Et dans la soirée, les dames Desblouze descendirent. Si nous n'avions rien su de la «réserve» qu'elles avaient observée depuis un mois, nous aurions eu de la peine à croire qu'il s'était passé quelque chose entre le rez-de-chaussée et le second étage. Pourtant, à y regarder de près, il y avait de part et d'autre un empressement, une aménité, de plusieurs degrés supérieurs à la moyenne connue, et Armande ainsi que sa mère, montraient une mine chiffonnée, pâlie, fatiguée, comme les petites filles qui se sont fait un gros chagrin et, tout en riant, ont encore quelques soubresauts de la poitrine et les yeux trop facilement humides.
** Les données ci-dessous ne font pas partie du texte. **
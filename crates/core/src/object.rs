//! Reflected objects and object-level helpers

use std::any::Any;
use std::collections::HashSet;
use std::sync::Arc;

use crate::class::{Class, ClassBuilder};
use crate::error::MirrorResult;
use crate::identity::TypeIdentity;
use crate::property::Property;

/// A type with a class in the registry
///
/// Usually derived with `#[derive(Reflect)]`.
pub trait Reflect: Any + Sized {
    /// Registered class name
    const NAME: &'static str;

    /// Declare bases and members
    fn register(class: &mut ClassBuilder<Self>);
}

/// Object-safe view of a reflected value
pub trait Reflected: Any {
    fn class(&self) -> Arc<Class>;

    fn identity(&self) -> TypeIdentity;

    fn this_ptr(&self) -> *const u8;

    fn this_ptr_mut(&mut self) -> *mut u8;
}

impl<T: Reflect> Reflected for T {
    fn class(&self) -> Arc<Class> {
        Class::of::<T>()
    }

    fn identity(&self) -> TypeIdentity {
        TypeIdentity::of::<T>()
    }

    fn this_ptr(&self) -> *const u8 {
        self as *const T as *const u8
    }

    fn this_ptr_mut(&mut self) -> *mut u8 {
        self as *mut T as *mut u8
    }
}

/// Store `value` into the property `name` of `obj`
pub fn set_value<V: Any, O: Reflected + ?Sized>(obj: &mut O, name: &str, value: V) -> MirrorResult<()> {
    obj.class().find_property(name)?.set(obj, value)
}

/// Read a copy of the property `name` of `obj`
pub fn get_value<V: Any + Clone, O: Reflected + ?Sized>(obj: &O, name: &str) -> MirrorResult<V> {
    obj.class().find_property(name)?.get(obj)
}

/// Store `value` at the end of the dotted `path`
pub fn set_nested<V: Any, O: Reflected + ?Sized>(obj: &mut O, path: &str, value: V) -> MirrorResult<()> {
    crate::path::set_nested(obj, path, value)
}

/// Read a copy of the value at the end of the dotted `path`
pub fn get_nested<V: Any + Clone, O: Reflected + ?Sized>(obj: &O, path: &str) -> MirrorResult<V> {
    crate::path::get_nested(obj, path)
}

/// Address of the object holding the last property of `path`, with that
/// property
///
/// The address stays valid while `obj` is borrowed and not moved, unless a
/// computed intermediate parked it in the per-thread scratch slot.
pub fn resolve_in<O: Reflected + ?Sized>(obj: &O, path: &str) -> MirrorResult<(*const u8, Arc<Property>)> {
    crate::path::resolve_in(obj, path)
}

/// Borrow the embedded `B` inside `obj`, if `B` is `obj`'s class or one of
/// its ancestors
pub fn upcast_ref<B: Reflect, O: Reflected + ?Sized>(obj: &O) -> Option<&B> {
    let base = Class::of::<B>();
    // SAFETY: the upcast for `obj.identity()` was built from projections
    // over that exact type
    unsafe {
        base.cast(obj.identity(), obj.this_ptr())
            .map(|ptr| &*(ptr as *const B))
    }
}

/// Mutable variant of [`upcast_ref`]
pub fn upcast_mut<B: Reflect, O: Reflected + ?Sized>(obj: &mut O) -> Option<&mut B> {
    let base = Class::of::<B>();
    let identity = obj.identity();
    // SAFETY: as in `upcast_ref`, with the exclusive borrow of `obj`
    unsafe {
        base.cast_mut(identity, obj.this_ptr_mut())
            .map(|ptr| &mut *(ptr as *mut B))
    }
}

/// Copy every property name `dst` shares with `src`, through the getters
/// and setters
///
/// Each name is copied once, between the most-derived properties on both
/// sides. Names whose declared types differ, or that cannot be read, boxed
/// or written, are skipped. Returns the number copied.
pub fn copy_properties<D, S>(dst: &mut D, src: &S) -> usize
where
    D: Reflected + ?Sized,
    S: Reflected + ?Sized,
{
    let dst_class = dst.class();
    let src_class = src.class();
    let mut seen = HashSet::new();
    let mut copied = 0;
    for listed in dst_class.properties() {
        if !seen.insert(listed.name().to_string()) {
            continue;
        }
        let (Some(to), Some(from)) = (dst_class.property(listed.name()), src_class.property(listed.name())) else {
            continue;
        };
        if to.declared_type() != from.declared_type() || !to.can_write() {
            continue;
        }
        let Ok(value) = from.get_boxed(src) else {
            continue;
        };
        if to.assign_boxed(dst, &value).is_ok() {
            copied += 1;
        }
    }
    copied
}

#[cfg(test)]
mod tests {
    use super::*;
    use crate::error::MirrorError;

    #[derive(Default)]
    struct Point {
        x: i32,
        y: i32,
    }

    impl Reflect for Point {
        const NAME: &'static str = "object::Point";

        fn register(class: &mut ClassBuilder<Self>) {
            class
                .field("x", |p| &p.x, |p| &mut p.x)
                .field("y", |p| &p.y, |p| &mut p.y)
                .reflected_constructible();
        }
    }

    #[derive(Default)]
    struct Labeled {
        point: Point,
        label: String,
        x: i32,
    }

    impl Reflect for Labeled {
        const NAME: &'static str = "object::Labeled";

        fn register(class: &mut ClassBuilder<Self>) {
            class
                .base::<Point>(|l| &l.point, |l| &mut l.point)
                .field("label", |l| &l.label, |l| &mut l.label)
                .field("x", |l| &l.x, |l| &mut l.x);
        }
    }

    #[test]
    fn test_set_and_get_value() {
        let mut point = Point::default();
        set_value(&mut point, "x", 4i32).unwrap();
        assert_eq!(get_value::<i32, _>(&point, "x").unwrap(), 4);
        assert_eq!(point.x, 4);

        let err = set_value(&mut point, "z", 1i32).unwrap_err();
        assert!(matches!(err, MirrorError::PropertyNotFound { .. }));
    }

    #[test]
    fn test_through_dyn_reflected() {
        let mut object: Box<dyn Reflected> = Class::of::<Point>().make_reflected().unwrap();
        set_value(object.as_mut(), "y", 9i32).unwrap();
        assert_eq!(get_value::<i32, _>(object.as_ref(), "y").unwrap(), 9);
        assert_eq!(object.class().name(), "object::Point");
    }

    #[test]
    fn test_upcast_helpers() {
        let mut labeled = Labeled::default();
        labeled.point.y = 3;
        assert_eq!(upcast_ref::<Point, _>(&labeled).map(|p| p.y), Some(3));
        upcast_mut::<Point, _>(&mut labeled).unwrap().x = 8;
        assert_eq!(labeled.point.x, 8);
        assert!(upcast_ref::<Labeled, _>(&Point::default()).is_none());
    }

    #[test]
    fn test_shadowed_name_resolves_most_derived() {
        let mut labeled = Labeled::default();
        set_value(&mut labeled, "x", 5i32).unwrap();
        assert_eq!(labeled.x, 5);
        assert_eq!(labeled.point.x, 0);
        set_value(&mut labeled, "y", 6i32).unwrap();
        assert_eq!(labeled.point.y, 6);
    }

    #[test]
    fn test_copy_properties() {
        let src = Labeled {
            point: Point { x: 1, y: 2 },
            label: String::from("a"),
            x: 3,
        };
        let mut dst = Point::default();
        let copied = copy_properties(&mut dst, &src);
        assert_eq!(copied, 2);
        // "x" resolves to Labeled's own field on the source side
        assert_eq!(dst.x, 3);
        assert_eq!(dst.y, 2);
    }
}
Mesdames de Saint-Quenain entamèrent carrément l'éloge du prétendant que l'on appelait le «jeune homme». Elles le trouvaient «distingué, intelligent, fort bien de sa personne, jeune encore,» et juraient qu'il «portait la bonté sur sa figure». Armande avouait qu'elle le trouvait bien. Madame Desblouze, pour tout ce qui était de l'homme qui avait choisi sa fille et la voulait épouser pour elle-même, sans fortune, était d'un optimisme éperdu. Lorsque Armande disait sur un ton d'angoisse: «Mais, ce premier mariage?…» sa mère nous stupéfiait par la connaissance qu'elle semblait avoir acquise de la procédure ecclésiastique; elle avait eu trois conférences avec M. l'abbé Dardennois, docteur en droit canon, tout fraîchement revenu de Rome, qui, exprès pour elle, venait d'obtenir une entrevue avec le R. P. Pascalin, «le bras droit de monseigneur» disait-elle; elle se croyait autorisée à compter sur son influence pour l'issue du procès qui allait se plaider incessamment. Nous ne comprenions pas très bien, à l'âge que nous avions, les subtilités d'une affaire d'annulation en cour de Rome, d'un jugement déjà prononcé, au dire du «jeune homme», d'un appel interjeté par l'épouse, etc., etc., et nous les comprenions d'autant moins qu'on en tenait les motifs à demi secrets. Qu'avait-elle fait, l'épouse qui se cramponnait ainsi à son mari récalcitrant? Nous ne devions jamais le savoir. On parlait constamment d'une «erreur»; ce mariage avait été une erreur; c'était une chose établie; et la cause du mari était juste, cela ne faisait doute pour aucune de ces dames ni pour M. l'abbé Dardennois.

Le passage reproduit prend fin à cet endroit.